T I G A

82 4 0
                                    

Jarum jam menunjukkan angka enam dan dua belas saat Kiara melangkah keluar dari kamarnya. Cewek itu berjalan pelan tanpa berusaha menimbulkan keributan. Matanya melirik mamanya yang terlihat sedang sibuk meja makan menyiapan sarapan.

"Lho, udah bangun Key? Tumben." mama mengeryit heran melihat Kiara. Tak biasanya putrinya ini udah turun jam segini. Lengkap dengan seragam sekolahnya pula. Padahal kan biasanya dijam - jam segini Kiara sedang asyik bergelung dibalik selimutnya.

"Hmmm."

"Mau berangkat sekarang?" tanya mama sambil menghampiri Kiara.

"Iya ma. Ada tugas yang Key nggak ngerti cara ngerjainnya. Semalem udah nanya Rissa, ntar dia mau ngajarin. Jadi mesti berangkat pagi - pagi" jawab Kiara sambil menunduk, pura - pura memperbaiki ikatan tali sepatunya. Menyembunyikan wajah sembabnya hasil menangis dan tak tidur semalaman.

"Kamu ini gimana sih. Kalau ada yang nggak ngerti harusnya tanya dong sama gurunya. Terus kenapa semalem nggak nanya Satria saja, dia kan pinter. Oh ya.. Ngomong - ngomong semalem kok mama nggak tau ya pas Satria pulang, tumben dia nggak pamit sama mama. Kalian nggak lagi berantem kan?" tanya mamanya penuh selidik.

Kiara merasa dadanya nyeri mendengar mamanya menyebut nama cowok itu.

"Iya ma, maaf. Kiara berangkat dulu ya. Nggak enak sama Rissa, nanti dia nunggu." Jawab Kiara tanpa ingin membahas soal Satria.

"Lho, nggak sarapan dulu? Nggak mau barengan papa aja. Sebentar lagi papa keluar kok."

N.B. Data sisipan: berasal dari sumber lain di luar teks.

use anyhow::Context;
use std::io::{BufWriter, Write};
use std::fs::File;
use std::path::Path;

/// This will save a generic serializable struct to JSON, used for the settings snapshot.
/// # Arguments
/// * `data` - the data in memory
/// * `out_filename` - user provided path to write to
/// # Errors
/// * if opening or writing to the file throw errors
/// * if JSON serialization throws errors
pub fn save_json<T: serde::Serialize>(data: &T, out_filename: &Path) -> anyhow::Result<()> {
    let file = File::create(out_filename)
        .with_context(|| format!("Error while creating {out_filename:?}:"))?;
    let mut writer = BufWriter::new(file);
    serde_json::to_writer_pretty(&mut writer, data)
        .with_context(|| format!("Error while serializing {out_filename:?}:"))?;
    writer.flush()
        .with_context(|| format!("Error while flushing output to {out_filename:?}:"))?;
    Ok(())
}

"Nggak usah ma, Key duluan aja. Mesti buru - buru nih. Tugasnya dikumpul jam pertama soalnya." Kiara berdiri dan menyalami mamanya dengan cepat. Tanpa berniat memperlihatkan wajahnya. "Assalamualaikum."

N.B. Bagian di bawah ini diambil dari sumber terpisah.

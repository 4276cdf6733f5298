
use itertools::Itertools;
use std::collections::BTreeSet;

/// A position on a contig. Coordinates are 1-based, matching VCF and GFF conventions.
#[derive(Clone, Debug, Eq, Hash, PartialEq)]
pub struct GenomicPosition {
    /// The chromosome / assembly sequence name
    contig: String,
    /// The 1-based coordinate on the contig
    coordinate: u64
}

impl GenomicPosition {
    /// Constructor
    pub fn new(contig: String, coordinate: u64) -> Self {
        Self {
            contig, coordinate
        }
    }

    /// Returns the key used to order positions in reports.
    /// This is the plain contig+coordinate string concatenation inherited from historical runs,
    /// which does NOT sort contigs numerically (e.g. "chr10" sorts before "chr2").
    /// Kept for exact output parity; switching to natural ordering is a one-line change here.
    pub fn report_sort_key(&self) -> String {
        format!("{}{}", self.contig, self.coordinate)
    }

    // getters
    pub fn contig(&self) -> &str {
        &self.contig
    }

    pub fn coordinate(&self) -> u64 {
        self.coordinate
    }
}

impl std::fmt::Display for GenomicPosition {
    fn fmt(&self, f: &mut std::fmt::Formatter<'_>) -> std::fmt::Result {
        write!(f, "{}:{}", self.contig, self.coordinate)
    }
}

/// A single observed mutation from one source/sample, normalized into the canonical shape.
/// Immutable once constructed; numeric fields are independently optional because many caller
/// formats cannot supply or derive them.
#[derive(Clone, Debug, PartialEq)]
pub struct Variant {
    /// Originating file identifier, typically the input file name
    source: String,
    /// Sample identifier within a multi-sample file, or empty
    sample: String,
    /// Where the mutation was observed
    position: GenomicPosition,
    /// The reference allele
    ref_allele: String,
    /// The sorted, `/`-joined set of alternate alleles
    alt_allele: String,
    /// Total read depth (DP), if the source format could supply or derive it
    depth: Option<u64>,
    /// Alternate allele fraction (VAF) in [0, 1], if determinable
    fraction: Option<f64>,
    /// `;`-joined deduplicated effect labels (e.g. "E123K")
    effect: String,
    /// `;`-joined deduplicated functional-consequence labels (e.g. "SYNONYMOUS_CODING")
    functional_consequence: String
}

impl Variant {
    /// Constructor
    #[allow(clippy::too_many_arguments)]
    pub fn new(
        source: String, sample: String, position: GenomicPosition,
        ref_allele: String, alt_allele: String,
        depth: Option<u64>, fraction: Option<f64>,
        effect: String, functional_consequence: String
    ) -> Self {
        Self {
            source, sample, position, ref_allele, alt_allele,
            depth, fraction, effect, functional_consequence
        }
    }

    /// The exact identity of the underlying mutation, used to collapse duplicates at aggregation.
    pub fn mutation_key(&self) -> (String, u64, String, String) {
        (
            self.position.contig().to_string(),
            self.position.coordinate(),
            self.ref_allele.clone(),
            self.alt_allele.clone()
        )
    }

    // getters
    pub fn source(&self) -> &str {
        &self.source
    }

    pub fn sample(&self) -> &str {
        &self.sample
    }

    pub fn position(&self) -> &GenomicPosition {
        &self.position
    }

    pub fn ref_allele(&self) -> &str {
        &self.ref_allele
    }

    pub fn alt_allele(&self) -> &str {
        &self.alt_allele
    }

    pub fn depth(&self) -> Option<u64> {
        self.depth
    }

    pub fn fraction(&self) -> Option<f64> {
        self.fraction
    }

    pub fn effect(&self) -> &str {
        &self.effect
    }

    pub fn functional_consequence(&self) -> &str {
        &self.functional_consequence
    }
}

/// One consolidated entry per unique mutation per feature, produced fresh at aggregation time.
/// The per-record fields are carried as `, `-joined strings in contributing-record order,
/// matching the historical report shape.
#[derive(Clone, Debug, PartialEq)]
pub struct MergedVariant {
    /// Where the mutation was observed
    position: GenomicPosition,
    /// The reference allele
    ref_allele: String,
    /// The sorted, `/`-joined set of alternate alleles
    alt_allele: String,
    /// `, `-joined source identifiers of every contributing record
    sources: String,
    /// `, `-joined stringified fractions, same order as `sources`
    fractions: String,
    /// `, `-joined stringified depths, same order as `sources`
    depths: String,
    /// `, `-joined effect strings, same order as `sources`
    effects: String,
    /// `, `-joined functional-consequence strings, same order as `sources`
    functional_consequences: String,
    /// Number of contributing records, surfaced as the support count in reports
    num_sources: usize
}

impl MergedVariant {
    /// Merges a group of records that share one mutation key into a single consolidated entry.
    /// # Arguments
    /// * `group` - every variant with the same `(contig, coordinate, ref, alt)` key, in record order
    /// # Panics
    /// * if the group is empty; grouping never produces empty groups
    pub fn from_group(group: &[&Variant]) -> Self {
        assert!(!group.is_empty(), "cannot merge an empty variant group");
        let first = group[0];
        Self {
            position: first.position().clone(),
            ref_allele: first.ref_allele().to_string(),
            alt_allele: first.alt_allele().to_string(),
            sources: group.iter().map(|v| v.source()).join(", "),
            fractions: group.iter().map(|v| format_opt_fraction(v.fraction())).join(", "),
            depths: group.iter().map(|v| format_opt_depth(v.depth())).join(", "),
            effects: group.iter().map(|v| v.effect()).join(", "),
            functional_consequences: group.iter().map(|v| v.functional_consequence()).join(", "),
            num_sources: group.len()
        }
    }

    // getters
    pub fn position(&self) -> &GenomicPosition {
        &self.position
    }

    pub fn ref_allele(&self) -> &str {
        &self.ref_allele
    }

    pub fn alt_allele(&self) -> &str {
        &self.alt_allele
    }

    pub fn sources(&self) -> &str {
        &self.sources
    }

    pub fn fractions(&self) -> &str {
        &self.fractions
    }

    pub fn depths(&self) -> &str {
        &self.depths
    }

    pub fn effects(&self) -> &str {
        &self.effects
    }

    pub fn functional_consequences(&self) -> &str {
        &self.functional_consequences
    }

    pub fn num_sources(&self) -> usize {
        self.num_sources
    }
}

/// Renders an optional allele fraction for reports, using the VCF missing-value convention.
pub fn format_opt_fraction(fraction: Option<f64>) -> String {
    match fraction {
        Some(f) => f.to_string(),
        None => ".".to_string()
    }
}

/// Renders an optional read depth for reports, using the VCF missing-value convention.
pub fn format_opt_depth(depth: Option<u64>) -> String {
    match depth {
        Some(d) => d.to_string(),
        None => ".".to_string()
    }
}

/// Collapses the alternate alleles of a record into the canonical sorted, `/`-joined set form.
/// # Arguments
/// * `alternates` - the raw ALT alleles from the record, possibly with duplicates
pub fn join_alternate_alleles(alternates: &[String]) -> String {
    let unique: BTreeSet<&str> = alternates.iter()
        .map(|a| a.as_str())
        .collect();
    unique.into_iter().join("/")
}

#[cfg(test)]
mod tests {
    use super::*;

    fn mock_variant(source: &str, fraction: Option<f64>, depth: Option<u64>) -> Variant {
        Variant::new(
            source.to_string(), String::new(),
            GenomicPosition::new("chr1".to_string(), 150),
            "A".to_string(), "T".to_string(),
            depth, fraction,
            "E123K".to_string(), "NON_SYNONYMOUS_CODING".to_string()
        )
    }

    #[test]
    fn test_report_sort_key_is_not_numeric() {
        // the inherited ordering quirk: "chr10..." concatenates before "chr2..."
        let p1 = GenomicPosition::new("chr10".to_string(), 5);
        let p2 = GenomicPosition::new("chr2".to_string(), 5);
        assert!(p1.report_sort_key() < p2.report_sort_key());
    }

    #[test]
    fn test_join_alternate_alleles() {
        let alts = vec!["T".to_string(), "C".to_string(), "T".to_string()];
        assert_eq!(join_alternate_alleles(&alts), "C/T");
        assert_eq!(join_alternate_alleles(&["G".to_string()]), "G");
    }

    #[test]
    fn test_merge_group() {
        let v1 = mock_variant("sample1.vcf", Some(0.25), Some(100));
        let v2 = mock_variant("sample2.vcf", None, None);
        let merged = MergedVariant::from_group(&[&v1, &v2]);
        assert_eq!(merged.sources(), "sample1.vcf, sample2.vcf");
        assert_eq!(merged.fractions(), "0.25, .");
        assert_eq!(merged.depths(), "100, .");
        assert_eq!(merged.effects(), "E123K, E123K");
        assert_eq!(merged.num_sources(), 2);
        assert_eq!(merged.ref_allele(), "A");
        assert_eq!(merged.alt_allele(), "T");
    }
}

"Waalaikumsalam. Hati - hati, Key. Itu rambutnya diikat dulu. Berantakan gitu, muka kamu jadi nggak keliatan." teriak mamanya sebelum Kiara benar - benar pergi.

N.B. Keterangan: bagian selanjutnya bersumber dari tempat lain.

use serde::Serialize;
use std::fs::File;
use std::path::Path;

use crate::binning::FeatureReport;

/// Contains all the data written to each row of the counts file
#[derive(Serialize)]
struct CountsRow {
    /// The unique (post-rename) feature name
    #[serde(rename = "FeatureName")]
    feature_name: String,
    /// Total variant observations binned to the feature
    #[serde(rename = "Hits")]
    hits: usize,
    /// Sum of allele fractions across all observations
    #[serde(rename = "WeightedHits")]
    weighted_hits: f64,
    /// Average fraction per observation
    #[serde(rename = "AverageWeight")]
    average_weight: f64,
    /// Number of unique mutations
    #[serde(rename = "UniqueHits")]
    unique_hits: usize,
    /// Number of distinct contributing sources
    #[serde(rename = "NumSamples")]
    num_samples: usize
}

impl CountsRow {
    /// Creates a new row from a finished feature report
    fn new(report: &FeatureReport) -> Self {
        Self {
            feature_name: report.name().to_string(),
            hits: report.hits(),
            weighted_hits: report.weighted_hits(),
            average_weight: report.average_weight(),
            unique_hits: report.unique_hits(),
            num_samples: report.num_samples()
        }
    }
}

/// Writes the per-feature counts file. Reports arrive pre-sorted by descending hit count and
/// are written in that order; features with no variants never reach this writer.
/// # Arguments
/// * `filename` - the output path (tsv, or csv by extension)
/// * `reports` - the aggregated feature reports
/// # Errors
/// * if opening or writing to the file throw errors
pub fn write_counts(filename: &Path, reports: &[FeatureReport]) -> csv::Result<()> {
    // modify the delimiter to "," if it ends with .csv
    let is_csv: bool = filename.extension().unwrap_or_default() == "csv";
    let delimiter: u8 = if is_csv { b',' } else { b'\t' };
    let mut csv_writer: csv::Writer<File> = csv::WriterBuilder::new()
        .delimiter(delimiter)
        .from_path(filename)?;

    for report in reports.iter() {
        csv_writer.serialize(CountsRow::new(report))?;
    }

    csv_writer.flush()?;
    Ok(())
}

use indicatif::{ProgressState, ProgressStyle};

/// Shared function to pull our progress bar styling
pub fn get_progress_style() -> ProgressStyle {
    ProgressStyle::with_template("[{elapsed_precise}] {bar:40.green/white} {pos}/{len} ({percent}); ETA: {eta_precise} {msg}")
        .unwrap()
        .with_key("percent", |state: &ProgressState, w: &mut dyn std::fmt::Write| write!(w, "{:.1}%", state.fraction()*100.0).unwrap())
        .progress_chars("=>-")
}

"Iya ma. Sambil jalan.." jawab Kiara tanpa menoleh, meninggalkan mamanya yang hanya bisa geleng - geleng kepala  melihat kelakuan putrinya.

****

Dan disinilah Kiara sekarang. Duduk dibelakang sekolah, tak tahu harus berbuat apa. Sekolah masih benar - benar sepi. Belum ada siswa yang datang selain Kiara. Bahkan Pak Mulyo, penjaga sekolah sampai berulang - ulang mengucek matanya, keheranan melihat ada siswa yang datang sepagi ini.

Sebenarnya cewek tak bersemangat untuk pergi kesekolah. Tapi harus dengan alasan apa. Pura - pura sakit? Nanti malah membuat mamanya bertanya macam - macam. Beruntung dia dan Satria tidak satu sekolah, jadi kemungkinan buat ketemu Satria kecil banget, bahkan nggak ada. Kiara jadi mikir, jangan - jangan ini alasan Satria melarangnya masuk Persada, biar dia bisa santai memutuskannya. Tak merasa terganggu karena nggak perlu saling ketemu lagi.

Kiara menunduk. Hatinya tak tenang. Teringat lagi ucapan Satria semalam.

"Gue mau kita putus.."

"Ma-maksudnya?"

"Yaa, itu maksudnya. Gue mau kita udahan sampe disini aja."

"Sat.." Kiara memanggil Satria tertahan. "Kenapa harus?"

"Gue mau kuliah di Inggris." jawab Satria. Kiara mengangguk pelan. Dia tahu itu. Dahulu sekali Satria pernah mengatakan soal itu saat cowok itu baru masuk SMA, tapi kemudian hal itu tak pernah diungkit lagi sampai hari ini. Lalu sekarang, apa hubungan soal kuliahnya di Inggris dengan putusnya mereka.